Briefing Skipper: Berlin, Fort Hood, Dalai Lama, Seymour Hersh
In which we scour the transcript of the State Department’s daily presser so you don’t have to. Here are the highlights of today’s briefing by Department Spokesman Ian Kelly: Secretary of State Hillary Clinton is in Berlin today at the 20th anniversary of the fall of the Berlin Wall. She met with Chancellor Angela Merkel, ...
In which we scour the transcript of the State Department’s daily presser so you don’t have to. Here are the highlights of today’s briefing by Department Spokesman Ian Kelly:
- Secretary of State Hillary Clinton is in Berlin today at the 20th anniversary of the fall of the Berlin Wall. She met with Chancellor Angela Merkel, Foreign Minister Guido Westerwelle, Greek Prime Minister George Papandreou, U.S. embassy staff and German students. Next she will go to Singapore for the Asia-Pacific Economic Cooperation ministerial meetings, then over to the Philippines, and then back to Singapore to be at Obama’s side for the APEC summit.

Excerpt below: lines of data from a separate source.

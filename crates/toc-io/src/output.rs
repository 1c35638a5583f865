//! 輸出目錄與檔名配置

use std::path::{Path, PathBuf};

use toc_core::DatasetInfo;

use crate::Result;

/// 每家公司一個輸出目錄，檔名以分析日期為前綴
#[derive(Debug, Clone, PartialEq, Eq)]
pub struct OutputLayout {
    pub dir: PathBuf,
    pub csv_path: PathBuf,
    pub summary_path: PathBuf,
    pub graph_path: PathBuf,
}

impl OutputLayout {
    /// 依資料集資訊建立輸出配置（目錄名稱為公司名稱，空白改為底線）
    pub fn new(base: Option<&Path>, info: &DatasetInfo) -> Self {
        let dir_name = info.company.trim().replace(' ', "_");
        let dir = match base {
            Some(base) => base.join(dir_name),
            None => PathBuf::from(dir_name),
        };
        let date = info.date.format("%Y-%m-%d").to_string();

        Self {
            csv_path: dir.join(format!("{}_toc_results.csv", date)),
            summary_path: dir.join(format!("{}_summary.txt", date)),
            graph_path: dir.join(format!("{}_toc_diagram.dot", date)),
            dir,
        }
    }

    /// 建立輸出目錄（已存在時檔案將被覆寫）
    pub fn prepare(&self) -> Result<()> {
        if self.dir.exists() {
            tracing::warn!("目錄 {} 已存在，檔案將被覆寫", self.dir.display());
        } else {
            std::fs::create_dir_all(&self.dir)?;
            tracing::info!("已建立目錄 {}", self.dir.display());
        }
        Ok(())
    }
}
//! 產品模型

use std::collections::BTreeMap;

use rust_decimal::Decimal;
use serde::{Deserialize, Serialize};

/// 產品
#[derive(Debug, Clone, PartialEq, Serialize, Deserialize)]
pub struct Product {
    /// 產品ID
    pub product_id: String,

    /// 售價
    pub price: Decimal,

    /// 完全變動成本（銷貨成本）
    pub sales_cost: Decimal,

    /// 需求上限（可生產單位數）
    pub demand: f64,

    /// 資源耗用：資源ID → 單位耗用時間（未列出視為零）
    pub resource_usage: BTreeMap<String, f64>,
}

impl Product {
    /// 創建新的產品
    pub fn new(product_id: impl Into<String>, price: Decimal, sales_cost: Decimal, demand: f64) -> Self {
        Self {
            product_id: product_id.into(),
            price,
            sales_cost,
            demand,
            resource_usage: BTreeMap::new(),
        }
    }

    /// 建構器模式：設置資源耗用
    pub fn with_usage(mut self, resource_id: impl Into<String>, time_per_unit: f64) -> Self {
        self.resource_usage.insert(resource_id.into(), time_per_unit);
        self
    }

    /// 單位產銷貢獻 T = 售價 - 銷貨成本（可為負值，不截斷）
    pub fn unit_throughput(&self) -> Decimal {
        self.price - self.sales_cost
    }

    /// 在指定資源上的單位耗用時間
    pub fn time_on(&self, resource_id: &str) -> f64 {
        self.resource_usage.get(resource_id).copied().unwrap_or(0.0)
    }

    /// 實際耗用的資源（單位耗用時間 > 0）
    pub fn consumed_resources(&self) -> impl Iterator<Item = (&str, f64)> {
        self.resource_usage
            .iter()
            .filter(|&(_, &time)| time > 0.0)
            .map(|(id, &time)| (id.as_str(), time))
    }
}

- The State Department has not confirmed that Iran has charged the three hikers they’ve been detaining, but "We believe that there is no evidence for these kinds of charges," Kelly said. They are trying "constantly" to get some access to the hikers through the Swiss embassy in Tehran.
- On the alleged ties of Major Nidal Hasan to extremist groups, Kelly said, "I’m not sure that there is any link between the horrible acts that took place at Fort Hood a couple of days and our ongoing struggle against extremism in Afghanistan and Pakistan."

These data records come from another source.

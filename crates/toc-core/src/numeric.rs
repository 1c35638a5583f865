//! 數值換算工具
//!
//! 時間、產能與數量使用 `f64`；金額使用 `Decimal`。

use rust_decimal::prelude::ToPrimitive;
use rust_decimal::Decimal;

use crate::{Result, TocError};

/// 剩餘產能可容納的整數單位數（向下取整，不小於零）
///
/// `per_unit` 必須為正數；呼叫端負責排除零耗用。
/// 回傳值保證 `units * per_unit <= remaining`，扣減後剩餘產能不會為負。
pub fn units_within(remaining: f64, per_unit: f64) -> f64 {
    let mut units = (remaining / per_unit).floor().max(0.0);
    // 商向上捨入時，floor 可能多出一單位
    while units > 0.0 && units * per_unit > remaining {
        units -= 1.0;
    }
    units
}

/// 數量轉換為 Decimal，用於金額乘法
pub fn units_to_decimal(units: f64) -> Result<Decimal> {
    Decimal::try_from(units)
        .map_err(|e| TocError::CalculationError(format!("數量 {} 無法轉換為 Decimal: {}", units, e)))
}

/// Decimal 轉換為 f64，用於比率計算
pub fn decimal_to_f64(value: Decimal) -> Result<f64> {
    value
        .to_f64()
        .ok_or_else(|| TocError::CalculationError(format!("金額 {} 無法轉換為 f64", value)))
}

- President Obama will meet with Israel Prime Minister Benjamin Netanyahu tonight, but there are no immediate plans for Special Envoy George Mitchell to return to the region, Kelly said.
- The U.S. government doesn’t have a specific position on the Dalai Lama’s visit to Arunachal Pradesh, which the Chinese are so unhappy about. "He of course has the right to go wherever he wants and talk to people that he chooses to talk to," Kelly said.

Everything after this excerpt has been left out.